Volstagg, the War Thor, has come face to face with the Mangog in the ruins of Old Asgard. The two enter a vicious battle where neither party will yield an inch. Thunder will be called down. Blows will be exchanged. The ruins of Old Asgard will be shaken.
Elsewhere, Roxxon further exploits the realm of the old gods, Vanaheim, and Queen Karnilla of the Norns awakens in Hel face to face with her old beloved.
This is a slugfest of an issue, and I enjoyed every minute of it. The battle between Volstagg and the Mangog is outright incredible. We get to see the extent of both of their powers. We are made to understand the stakes of each warrior involved. It’s brutal, powerful, and just damn fun.
That’s not to say the two touched-upon subplots don’t have anything to offer. They do, and they advance other, admittedly unrelated, aspects of the story in significant ways. However, it would be difficult to read this issue and not come out mostly remembering the cataclysmic battle of the War Thor and Mangog.
The way Mangog’s character has been altered, a voracious force meant to feed upon gods and end their reign, certainly makes him more compelling. Honestly, I feel more engaged by the character here than even in the excellent Thor vs. Thanos trade I reviewed just a few days ago.
It does make me wonder if he will have a connection to Gorr the God Butcher or if this will somehow call back to Gorr in some way. Both parties are said to loath the hypocrisy of the gods. The Mangog was born out of an atrocity committed by Odin himself. Gorr was a Jason Aaron creation. I guess we will have to wait and see. I know Gorr is dead now, but Thor #700 did allude to him with that Galactus and Ego section.

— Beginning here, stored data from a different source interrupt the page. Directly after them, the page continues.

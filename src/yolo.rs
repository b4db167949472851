//! YOLO style label files: one text file per frame, one
//! `class x_center y_center width height` line per observation, all values
//! relative to the frame size.

use indicatif::ProgressBar;
use rayon::prelude::*;
use std::fs::File;
use std::io::{BufWriter, Write};
use std::path::{Path, PathBuf};

use crate::error::{Error, Result};
use crate::track_table::TrackTable;
use crate::types::{Category, FrameDimensions, Observation};

/// Calculate the normalized center box of an observation.
///
/// The lower corner is clamped to 0 and the upper corner to the frame size,
/// each bound independently; a box still inverted after clamping keeps its
/// stored min corner and an absolute size.
pub fn calculate_bounding_box(
    observation: &Observation,
    dims: FrameDimensions,
) -> (f64, f64, f64, f64) {
    let frame_width = i64::from(dims.width);
    let frame_height = i64::from(dims.height);

    let x_min = observation.x_min.max(0);
    let y_min = observation.y_min.max(0);
    let x_max = observation.x_max.min(frame_width);
    let y_max = observation.y_max.min(frame_height);

    let box_width = (x_max - x_min).abs() as f64;
    let box_height = (y_max - y_min).abs() as f64;

    let x_center = x_min as f64 + box_width / 2.0;
    let y_center = y_min as f64 + box_height / 2.0;

    (
        x_center / frame_width as f64,
        y_center / frame_height as f64,
        box_width / frame_width as f64,
        box_height / frame_height as f64,
    )
}

/// Writes normalized-box label files.
#[derive(Debug, Clone, Copy, Default)]
pub struct YoloEncoder;

impl YoloEncoder {
    pub fn new() -> Self {
        Self
    }

    /// Label lines for one frame, without trailing newlines.
    pub fn encode(
        &self,
        table: &TrackTable,
        dims: FrameDimensions,
        frame_index: u32,
    ) -> Result<Vec<String>> {
        table
            .observations_in_frame(frame_index)
            .map(|observation| {
                let category = Category::from_label(&observation.label)?;
                let (x_center, y_center, width, height) =
                    calculate_bounding_box(observation, dims);
                Ok(format!(
                    "{} {:.6} {:.6} {:.6} {:.6}",
                    category.id(),
                    x_center,
                    y_center,
                    width,
                    height
                ))
            })
            .collect()
    }

    pub fn output_path(dest_dir: &Path, prefix: &str, frame_index: u32) -> PathBuf {
        dest_dir.join(format!("{}{}.txt", prefix, frame_index))
    }

    /// Encode and write one frame. The file is truncated first; an empty frame
    /// produces an empty file.
    pub fn write_frame(
        &self,
        table: &TrackTable,
        dims: FrameDimensions,
        prefix: &str,
        frame_index: u32,
        dest_dir: &Path,
    ) -> Result<PathBuf> {
        let lines = self.encode(table, dims, frame_index)?;
        let path = Self::output_path(dest_dir, prefix, frame_index);

        let mut label_data = String::with_capacity(lines.len() * 48);
        for line in &lines {
            label_data.push_str(line);
            label_data.push('\n');
        }

        let mut writer = BufWriter::new(File::create(&path).map_err(Error::io(&path))?);
        writer
            .write_all(label_data.as_bytes())
            .and_then(|_| writer.flush())
            .map_err(Error::io(&path))?;
        Ok(path)
    }

    /// Write label files for frames `1..=frame_count` in parallel.
    pub fn write_frames(
        &self,
        table: &TrackTable,
        dims: FrameDimensions,
        prefix: &str,
        frame_count: u32,
        dest_dir: &Path,
        pb: &ProgressBar,
    ) -> Result<()> {
        (1..=frame_count).into_par_iter().try_for_each(|frame_index| {
            self.write_frame(table, dims, prefix, frame_index, dest_dir)?;
            pb.inc(1);
            Ok(())
        })
    }
}
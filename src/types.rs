use serde::{Deserialize, Serialize};
use std::fmt;
use std::path::PathBuf;

use crate::error::{Error, Result};

// One object's bounding box in one frame, as read from the track log
#[derive(Debug, Clone, PartialEq, Eq, Serialize, Deserialize)]
pub struct Observation {
    pub track_id: i64,
    pub x_min: i64,
    pub y_min: i64,
    pub x_max: i64,
    pub y_max: i64,
    /// 1-based frame number
    pub frame_index: u32,
    pub lost: bool,
    pub occluded: bool,
    pub generated: bool,
    /// Label with the surrounding quote characters removed
    pub label: String,
}

/// The closed set of object classes annotated in the Stanford Drone Dataset.
#[derive(Debug, Clone, Copy, PartialEq, Eq, Hash, PartialOrd, Ord)]
pub enum Category {
    Pedestrian,
    Biker,
    Cart,
    Skater,
    Bus,
    Car,
}

impl Category {
    pub const ALL: [Category; 6] = [
        Category::Pedestrian,
        Category::Biker,
        Category::Cart,
        Category::Skater,
        Category::Bus,
        Category::Car,
    ];

    /// Resolve a label string, rejecting anything outside the closed set.
    pub fn from_label(label: &str) -> Result<Self> {
        match label {
            "Pedestrian" => Ok(Category::Pedestrian),
            "Biker" => Ok(Category::Biker),
            "Cart" => Ok(Category::Cart),
            "Skater" => Ok(Category::Skater),
            "Bus" => Ok(Category::Bus),
            "Car" => Ok(Category::Car),
            other => Err(Error::UnknownCategory(other.to_string())),
        }
    }

    /// Stable numeric id shared by the COCO and YOLO encodings.
    pub fn id(self) -> u32 {
        match self {
            Category::Pedestrian => 0,
            Category::Biker => 1,
            Category::Cart => 2,
            Category::Skater => 3,
            Category::Bus => 4,
            Category::Car => 5,
        }
    }

    pub fn name(self) -> &'static str {
        match self {
            Category::Pedestrian => "Pedestrian",
            Category::Biker => "Biker",
            Category::Cart => "Cart",
            Category::Skater => "Skater",
            Category::Bus => "Bus",
            Category::Car => "Car",
        }
    }
}

impl fmt::Display for Category {
    fn fmt(&self, f: &mut fmt::Formatter<'_>) -> fmt::Result {
        f.write_str(self.name())
    }
}

/// Pixel size of every frame of one video, read from its first frame.
#[derive(Debug, Clone, Copy, PartialEq, Eq, Serialize, Deserialize)]
pub struct FrameDimensions {
    pub width: u32,
    pub height: u32,
    pub depth: u8,
}

// The three dataset splits
#[derive(Debug, Clone, Copy, PartialEq, Eq, Hash)]
pub enum Split {
    Train,
    Val,
    Test,
}

impl Split {
    pub const ALL: [Split; 3] = [Split::Train, Split::Val, Split::Test];

    pub fn name(self) -> &'static str {
        match self {
            Split::Train => "train",
            Split::Val => "val",
            Split::Test => "test",
        }
    }

    /// Train and val frames are mirrored into the trainval manifest.
    pub fn in_trainval(self) -> bool {
        matches!(self, Split::Train | Split::Val)
    }
}

/// A `[train, val, test]` triple from the video plan: fractions for the ratio
/// policy, or a one-hot selector for the uniform policy.
pub type SplitRatio = [f64; 3];

// Paths to the output directories of a dataset
#[derive(Debug, Clone)]
pub struct OutputDirs {
    pub root: PathBuf,
    pub images_dir: PathBuf,
    pub manifest_dir: PathBuf,
    pub voc_dir: PathBuf,
    pub coco_dir: PathBuf,
    pub cache_dir: PathBuf,
    pub yolo_dir: PathBuf,
}

impl OutputDirs {
    pub fn new(root: PathBuf) -> Self {
        Self {
            images_dir: root.join("images"),
            manifest_dir: root.join("ImageSets").join("Main"),
            voc_dir: root.join("Annotations"),
            coco_dir: root.join("Annotations_json"),
            cache_dir: root.join("pickle_store"),
            yolo_dir: root.join("labels"),
            root,
        }
    }
}

// Counters reported at the end of a run
#[derive(Debug, Default, Clone)]
pub struct ProcessingStats {
    pub videos_annotated: usize,
    pub videos_skipped: usize,
    pub frames_annotated: usize,
    pub frames_assigned: usize,
}

impl ProcessingStats {
    pub fn new() -> Self {
        Self::default()
    }

    pub fn print_summary(&self) {
        log::info!("=== Processing Summary ===");
        log::info!("Videos annotated: {}", self.videos_annotated);
        log::info!(
            "Videos skipped (already split into frames): {}",
            self.videos_skipped
        );
        log::info!("Frames annotated: {}", self.frames_annotated);
        log::info!("Frames assigned to a split: {}", self.frames_assigned);
    }
}
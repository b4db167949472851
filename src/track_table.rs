//! Track log parsing and per-frame lookup.
//!
//! The log is the Stanford Drone Dataset `annotations.txt` layout: one
//! whitespace-separated line per object per frame with the fixed column order
//! `track_id x_min y_min x_max y_max frame lost occluded generated "label"`.
//! Columns are read by position only, so a log with a different layout is
//! not detected beyond the column count and integer checks.

use log::{debug, info};
use serde::{Deserialize, Serialize};
use std::collections::HashMap;
use std::fs::File;
use std::io::{BufRead, BufReader};
use std::path::Path;
use std::str::FromStr;

use crate::cache::TableCache;
use crate::error::{Error, Result};
use crate::types::Observation;

/// Number of columns in every track log line
pub const LOG_COLUMNS: usize = 10;

/// All observations of one video, indexed by frame.
#[derive(Debug, Clone, PartialEq, Serialize, Deserialize)]
#[serde(from = "Vec<Observation>", into = "Vec<Observation>")]
pub struct TrackTable {
    observations: Vec<Observation>,
    by_frame: HashMap<u32, Vec<usize>>,
}

impl From<Vec<Observation>> for TrackTable {
    fn from(observations: Vec<Observation>) -> Self {
        let mut by_frame: HashMap<u32, Vec<usize>> = HashMap::new();
        for (position, observation) in observations.iter().enumerate() {
            by_frame
                .entry(observation.frame_index)
                .or_default()
                .push(position);
        }
        Self {
            observations,
            by_frame,
        }
    }
}

impl From<TrackTable> for Vec<Observation> {
    fn from(table: TrackTable) -> Self {
        table.observations
    }
}

impl TrackTable {
    pub fn len(&self) -> usize {
        self.observations.len()
    }

    pub fn is_empty(&self) -> bool {
        self.observations.is_empty()
    }

    /// Observations in log order.
    pub fn observations(&self) -> &[Observation] {
        &self.observations
    }

    /// Observations recorded for `frame_index`, in the order they appear in the log.
    /// Frames with no observations yield nothing.
    pub fn observations_in_frame(&self, frame_index: u32) -> impl Iterator<Item = &Observation> {
        self.by_frame
            .get(&frame_index)
            .map(|positions| positions.as_slice())
            .unwrap_or_default()
            .iter()
            .map(move |&position| &self.observations[position])
    }

    /// Parse a complete track log from any buffered reader. `path` is only used
    /// for error messages.
    pub fn parse<R: BufRead>(reader: R, path: &Path) -> Result<Self> {
        let mut observations = Vec::new();
        for (number, line) in reader.lines().enumerate() {
            let line = line.map_err(Error::io(path))?;
            if line.trim().is_empty() {
                continue;
            }
            observations.push(parse_line(&line, path, number + 1)?);
        }
        Ok(Self::from(observations))
    }
}

fn parse_line(line: &str, path: &Path, line_number: usize) -> Result<Observation> {
    let columns: Vec<&str> = line.split_whitespace().collect();
    if columns.len() != LOG_COLUMNS {
        return Err(Error::Parse {
            path: path.to_path_buf(),
            line: line_number,
            message: format!(
                "expected {} columns, found {}",
                LOG_COLUMNS,
                columns.len()
            ),
        });
    }

    let field = |index: usize, name: &str| -> Result<i64> {
        parse_number(columns[index], path, line_number, name)
    };

    Ok(Observation {
        track_id: field(0, "track_id")?,
        x_min: field(1, "xmin")?,
        y_min: field(2, "ymin")?,
        x_max: field(3, "xmax")?,
        y_max: field(4, "ymax")?,
        frame_index: parse_number(columns[5], path, line_number, "frame")?,
        lost: field(6, "lost")? != 0,
        occluded: field(7, "occluded")? != 0,
        generated: field(8, "generated")? != 0,
        label: columns[9].replace('"', ""),
    })
}

fn parse_number<T: FromStr>(value: &str, path: &Path, line: usize, name: &str) -> Result<T> {
    value.parse().map_err(|_| Error::Parse {
        path: path.to_path_buf(),
        line,
        message: format!("column {} is not an integer: {:?}", name, value),
    })
}

/// Load the track table for one video, reusing a previously parsed table
/// stored under `cache_key` when the cache has one.
pub fn load(log_path: &Path, cache_key: &str, cache: &dyn TableCache) -> Result<TrackTable> {
    if let Some(table) = cache.get(cache_key)? {
        debug!(
            "Using cached track table for {} ({} observations)",
            cache_key,
            table.len()
        );
        return Ok(table);
    }

    if !log_path.exists() {
        return Err(Error::not_found(log_path, "annotation file not found"));
    }
    let file = File::open(log_path).map_err(Error::io(log_path))?;
    let table = TrackTable::parse(BufReader::new(file), log_path)?;
    info!(
        "Parsed {} observations from {}",
        table.len(),
        log_path.display()
    );

    cache.put(cache_key, &table)?;
    Ok(table)
}

#[cfg(test)]
mod tests {
    use super::*;
    use crate::cache::MemoryCache;
    use std::fs;
    use std::io::Cursor;

    const LOG: &str = "\
0 10 20 30 40 1 0 0 0 \"Pedestrian\"
1 50 60 70 80 2 0 1 0 \"Biker\"
2 11 21 31 41 1 0 0 1 \"Car\"

3 5 5 9 9 4 1 0 0 \"Cart\"
";

    fn parse(text: &str) -> Result<TrackTable> {
        TrackTable::parse(Cursor::new(text), Path::new("annotations.txt"))
    }

    #[test]
    fn parses_all_columns() {
        let table = parse(LOG).unwrap();
        assert_eq!(table.len(), 4);
        let second = &table.observations()[1];
        assert_eq!(second.track_id, 1);
        assert_eq!((second.x_min, second.y_min, second.x_max, second.y_max), (50, 60, 70, 80));
        assert_eq!(second.frame_index, 2);
        assert!(!second.lost);
        assert!(second.occluded);
        assert!(!second.generated);
        assert_eq!(second.label, "Biker");
    }

    #[test]
    fn groups_by_frame_in_log_order() {
        let table = parse(LOG).unwrap();
        let frame_one: Vec<i64> = table.observations_in_frame(1).map(|o| o.track_id).collect();
        assert_eq!(frame_one, vec![0, 2]);
        assert_eq!(table.observations_in_frame(2).count(), 1);
        assert_eq!(table.observations_in_frame(3).count(), 0);
        assert_eq!(table.observations_in_frame(0).count(), 0);
        assert_eq!(table.observations_in_frame(1000).count(), 0);
    }

    #[test]
    fn wrong_column_count_is_a_parse_error() {
        let err = parse("0 10 20 30 40 1 0 0 \"Pedestrian\"\n").unwrap_err();
        match err {
            Error::Parse { line, message, .. } => {
                assert_eq!(line, 1);
                assert!(message.contains("expected 10 columns"));
            }
            other => panic!("expected a parse error, got {:?}", other),
        }
    }

    #[test]
    fn non_integer_column_is_a_parse_error() {
        let err = parse("0 10 20 thirty 40 1 0 0 0 \"Pedestrian\"\n").unwrap_err();
        assert!(matches!(err, Error::Parse { line: 1, .. }));
    }

    #[test]
    fn serde_round_trip_rebuilds_the_frame_index() {
        let table = parse(LOG).unwrap();
        let json = serde_json::to_string(&table).unwrap();
        let restored: TrackTable = serde_json::from_str(&json).unwrap();
        assert_eq!(restored, table);
        assert_eq!(restored.observations_in_frame(1).count(), 2);
    }

    #[test]
    fn load_reuses_cached_table_and_reports_missing_log() {
        let dir = tempfile::tempdir().unwrap();
        let log_path = dir.path().join("annotations.txt");
        fs::write(&log_path, LOG).unwrap();
        let cache = MemoryCache::new();

        let first = load(&log_path, "nexus_video0_", &cache).unwrap();
        assert_eq!(first.len(), 4);
        assert_eq!(cache.len(), 1);

        // A cached table is returned without parsing the log again
        fs::write(&log_path, "garbage line\n").unwrap();
        let second = load(&log_path, "nexus_video0_", &cache).unwrap();
        assert_eq!(second, first);

        // Without a cache entry the log is read, and a missing one is an I/O error
        fs::remove_file(&log_path).unwrap();
        let err = load(&log_path, "nexus_video1_", &cache).unwrap_err();
        assert!(matches!(err, Error::Io { .. }));
        assert_eq!(cache.len(), 1);
    }
}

Also important: this issue has an ending! There is a conclusion to this fight. We’re not left hanging on who the winner is, even if the fate of the loser is ambiguous.
James Harren’s artwork brings the struggle to life in a spectacular fashion. He knows how to portray the progression of battle. There is a flow to this war. Blows and blasts are vivid and exciting. He draws upon the Kirby origin of the Mangog to give him some stances and expressions that call back to the King’s work. Dave Stewart splashes each page with intense color work that really adds to the power.
Obviously, I am in love with this issue. I hate sounding like a shill, but it really is that good. It is a colossal battle of the kind we rarely get in many modern comics. It’s a fantastic read, even if you’re not particularly invested in the current going-ons of Thor.
Needless to say, I highly recommend this issue.